Oncolytic measles virus enhances antitumour responses of adoptive CD8(+)NKG2D(+) cells in hepatocellular carcinoma treatment

There is an urgent need for novel effective treatment for hepatocellular carcinoma (HCC). Oncolytic viruses (OVs) not only directly lyse malignant cells, but also induce potent antitumour immune responses. The potency and precise mechanisms of antitumour immune activation by attenuated measles virus remain unclear.
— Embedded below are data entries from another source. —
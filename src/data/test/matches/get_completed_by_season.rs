use super::*;

/// Tests the completed-match filter.
///
/// Verifies that scheduled and in-progress matches are excluded from the
/// standings input.
///
/// Expected: Ok with only the completed match
#[tokio::test]
async fn returns_completed_matches_only() -> Result<(), DbErr> {
    let test = TestBuilder::new()
        .with_league_tables()
        .build()
        .await
        .unwrap();
    let db = test.db.as_ref().unwrap();

    let (season, home, away) = factory::helpers::create_match_dependencies(db).await?;

    let completed =
        factory::matches::create_completed_match(db, season.id, home.id, away.id, 2, 1).await?;
    factory::matches::create_match(db, season.id, home.id, away.id).await?;
    factory::matches::MatchFactory::new(db, season.id, home.id, away.id)
        .status("in_progress")
        .build()
        .await?;

    let repo = MatchRepository::new(db);
    let result = repo.get_completed_by_season(season.id).await?;

    assert_eq!(result.len(), 1);
    assert_eq!(result[0].id, completed.id);

    Ok(())
}

/// Tests the season filter.
///
/// Verifies that another season's completed matches never leak into the
/// result, and that rows come back in ascending id order.
///
/// Expected: Ok with the season's matches ordered by id
#[tokio::test]
async fn filters_by_season_and_orders_by_id() -> Result<(), DbErr> {
    let test = TestBuilder::new()
        .with_league_tables()
        .build()
        .await
        .unwrap();
    let db = test.db.as_ref().unwrap();

    let (season, home, away) = factory::helpers::create_match_dependencies(db).await?;
    let other_season = factory::season::create_season(db).await?;

    let first =
        factory::matches::create_completed_match(db, season.id, home.id, away.id, 1, 0).await?;
    let second =
        factory::matches::create_completed_match(db, season.id, away.id, home.id, 3, 3).await?;
    factory::matches::create_completed_match(db, other_season.id, home.id, away.id, 5, 0).await?;

    let repo = MatchRepository::new(db);
    let result = repo.get_completed_by_season(season.id).await?;

    let ids: Vec<i32> = result.iter().map(|m| m.id).collect();
    assert_eq!(ids, vec![first.id, second.id]);

    Ok(())
}
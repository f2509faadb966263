use entity::prelude::*;
use sea_orm::{sea_query::TableCreateStatement, EntityTrait, Schema};

use crate::{context::TestContext, error::TestError};

/// Builder for creating test contexts with customizable database schemas.
///
/// Provides a fluent interface for configuring test environments with in-memory SQLite
/// databases. Use the builder pattern to add entity tables, then call `build()` to
/// create the configured test context.
///
/// # Example
///
/// ```rust,ignore
/// use test_utils::builder::TestBuilder;
/// use entity::prelude::{Team, User};
///
/// let test = TestBuilder::new()
///     .with_table(User)
///     .with_table(Team)
///     .build()
///     .await?;
/// ```
pub struct TestBuilder {
    /// CREATE TABLE statements to execute during database setup, in order.
    tables: Vec<TableCreateStatement>,
}

impl TestBuilder {
    /// Creates a new test builder with no tables configured.
    pub fn new() -> Self {
        Self { tables: Vec::new() }
    }

    /// Adds an entity table to the test database schema.
    ///
    /// Generates a CREATE TABLE statement from the provided SeaORM entity using SQLite
    /// backend syntax. Tables should be added in dependency order (tables with foreign
    /// keys should be added after their referenced tables).
    ///
    /// # Arguments
    /// - `entity` - SeaORM entity model implementing `EntityTrait` to create table for
    ///
    /// # Returns
    /// - `Self` - Builder instance for method chaining
    pub fn with_table<E: EntityTrait>(mut self, entity: E) -> Self {
        let schema = Schema::new(sea_orm::DbBackend::Sqlite);
        self.tables.push(schema.create_table_from_entity(entity));
        self
    }

    /// Adds all tables required for standings and match operations.
    ///
    /// This convenience method adds the following tables in dependency order:
    /// - User
    /// - Conference
    /// - Season
    /// - Team
    /// - Matches
    ///
    /// Use this when testing match or standings functionality that doesn't
    /// involve the bidding tables. For bidding, use `with_bid_tables()`.
    ///
    /// # Returns
    /// - `Self` - Builder instance for method chaining
    pub fn with_league_tables(self) -> Self {
        self.with_table(User)
            .with_table(Conference)
            .with_table(Season)
            .with_table(Team)
            .with_table(Matches)
    }

    /// Adds all tables required for bidding and settlement operations.
    ///
    /// This is equivalent to `with_league_tables()` followed by the Player,
    /// Bid, and Notification tables.
    ///
    /// # Returns
    /// - `Self` - Builder instance for method chaining
    pub fn with_bid_tables(self) -> Self {
        self.with_league_tables()
            .with_table(Player)
            .with_table(Bid)
            .with_table(Notification)
    }

    /// Builds and initializes the test context with configured tables.
    ///
    /// Creates an in-memory SQLite database connection and executes all CREATE TABLE
    /// statements that were added via `with_table()`, in the order they were added.
    ///
    /// # Returns
    /// - `Ok(TestContext)` - Fully initialized test context with database and tables ready
    /// - `Err(TestError::Database)`- Failed to connect to database or create tables
    pub async fn build(self) -> Result<TestContext, TestError> {
        let mut setup = TestContext::new();

        setup.with_tables(self.tables).await?;

        Ok(setup)
    }
}

impl Default for TestBuilder {
    fn default() -> Self {
        Self::new()
    }
}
In this study, we investigated the potency of the measles virus vaccine strain Edmonston (MV-Edm) in improving adoptive CD8(+)NKG2D(+) cells for HCC treatment. We show that MV-Edm-infected HCC enhanced the antitumour activity of CD8(+)NKG2D(+) cells, mediated by at least three distinct mechanisms. First, MV-Edm infection compelled HCC cells to express the specific NKG2D ligands MICA/B, which may contribute to the activation of CD8(+)NKG2D(+) cells. Second, MV-Edm-infected HCC cells stimulated CD8(+)NKG2D(+) cells to express high level of FasL resulting in enhanced induction of apoptosis. Third, intratumoural administration of MV-Edm enhanced infiltration of intravenously injected CD8(+)NKG2D(+) cells. Moreover, we found that MV-Edm and adoptive CD8(+)NKG2D(+) cells, either administered alone or combined, upregulated the immune suppressive enzyme indoleamine 2,3-dioxygenase 1 (IDO1) in HCC. Elimination of IDO1 by fludarabine enhanced antitumour responses. Taken together, our data provide a novel and clinically relevant strategy for treatment of HCC.